By the time he came to paint Street Music, Forrester’s style had matured considerably since his student days, when he first began taking a large sketchbook to all-night parties at storied music venues such as Phebes or the Four Nations, to draw the likes of DJ Jah Shaka. In 1983, he embarked on a two-year residency at the British School in Rome. The experience of forced distance from his subject matter was a key incentive in forging his distinctive style, one that could be equal to the profound expression of identity, belonging and togetherness that these clubs represented for the first generation of children born to Caribbean immigrants who came to Britain after World War Two. These places became havens at a time of simmering tensions between Black communities in London and the police.
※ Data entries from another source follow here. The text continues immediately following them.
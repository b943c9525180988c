//! Card describing the current step, pinned to the viewport corner

use egui::{Rect, RichText, Ui};

use crate::app::styles::ACCENT;
use crate::i18n::{step_description, step_label, t};
use crate::state::AppState;

const CARD_WIDTH: f32 = 300.0;

pub fn show(ui: &mut Ui, viewport: Rect, state: &AppState) {
    let assembly = &state.assembly;
    let revision = assembly.revision();
    let step = assembly.step();

    egui::Area::new(egui::Id::new("step_overlay"))
        .order(egui::Order::Foreground)
        .fixed_pos(viewport.min + egui::vec2(16.0, 16.0))
        .interactable(false)
        .show(ui.ctx(), |ui| {
            egui::Frame::popup(ui.style())
                .fill(egui::Color32::from_rgba_unmultiplied(255, 255, 255, 230))
                .inner_margin(egui::Margin::same(14))
                .show(ui, |ui| {
                    ui.set_width(CARD_WIDTH);
                    ui.label(
                        RichText::new(format!("{} {:02}", t("step.part"), assembly.ordinal() + 1))
                            .small()
                            .strong()
                            .color(ACCENT),
                    );
                    ui.label(RichText::new(step_label(revision, step, assembly.model())).heading().strong());
                    ui.add_space(4.0);
                    ui.label(RichText::new(step_description(revision, step)).weak());
                });
        });
}
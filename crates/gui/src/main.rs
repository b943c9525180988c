mod app;
mod ui;
mod viewport;

// Re-export library modules so that `crate::state`, `crate::i18n`, etc.
// resolve to the lib crate types everywhere in the binary.
pub use solarframe_gui_lib::{ai, animation, i18n, parts, state, textures};

use app::SolarApp;
use solarframe_gui_lib::command;
use solarframe_gui_lib::harness::TestHarness;

fn main() {
    // Missing .env is fine, the key may come from the real environment
    let _ = dotenvy::dotenv();

    tracing_subscriber::fmt()
        .with_env_filter(
            tracing_subscriber::EnvFilter::try_from_default_env()
                .unwrap_or_else(|_| "solarframe=info,solarframe_gui_lib=info".into()),
        )
        .init();

    // --script <path>: run JSON commands headless and exit
    if let Some(path) = parse_script_arg() {
        run_script(&path);
        return;
    }

    let runtime = match tokio::runtime::Builder::new_multi_thread()
        .worker_threads(2)
        .thread_name("solarframe-ai")
        .enable_all()
        .build()
    {
        Ok(rt) => rt,
        Err(e) => {
            tracing::error!("Failed to start async runtime: {e}");
            return;
        }
    };

    let native_options = eframe::NativeOptions {
        viewport: egui::ViewportBuilder::default()
            .with_title("SolarFrame Pro")
            .with_inner_size([1400.0, 900.0])
            .with_min_inner_size([900.0, 600.0]),
        ..Default::default()
    };

    if let Err(e) = eframe::run_native(
        "solarframe",
        native_options,
        Box::new(move |cc| Ok(Box::new(SolarApp::new(cc, runtime)))),
    ) {
        tracing::error!("Failed to start application: {e}");
    }
}

fn parse_script_arg() -> Option<String> {
    let args: Vec<String> = std::env::args().collect();
    args.iter()
        .position(|a| a == "--script")
        .and_then(|i| args.get(i + 1))
        .cloned()
}

/// One command or batch per non-empty line; one JSON response per command on stdout
fn run_script(path: &str) {
    let script = match std::fs::read_to_string(path) {
        Ok(s) => s,
        Err(e) => {
            tracing::error!("Failed to read script {path}: {e}");
            return;
        }
    };
    let mut harness = TestHarness::new();
    for line in script.lines().filter(|l| !l.trim().is_empty()) {
        for response in command::execute_line(&mut harness, line) {
            match serde_json::to_string(&response) {
                Ok(json) => println!("{json}"),
                Err(e) => tracing::error!("Failed to serialize response: {e}"),
            }
        }
    }
}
Forrester sits on the cusp of two key generations in the history of Black arts in Britain. Like Tam Joseph, Althea McNish and others, he came of age in the 1970s—described by the scholar Eddie Chambers as a “critical bridge, a decade of transition,” just after the pioneering efforts of Frank Bowling and Ronald Moody and distinguished by the fact that these artists were almost all brought up in Britain before studying at UK institutions (E. Chambers, Black Artists in British Art : A History since The 1950s, London 2014, p. 74). But Forrester is also now recognized as having played a crucial role in the Black Arts Movement founded in 1982, alongside John Akomfrah and the Black Audio Film Collective, Dame Sonia Boyce and Lubaina Himid. That his luminous, painterly constructions stand their ground among work that is predominantly more conceptual and reliant on new media is rich testament to the unparalleled power of his paintings to transport his viewers into the thick of it, amid the heat, the light, the pounding music and the intense social intimacy of this foundational and unrepeatable moment in Black history.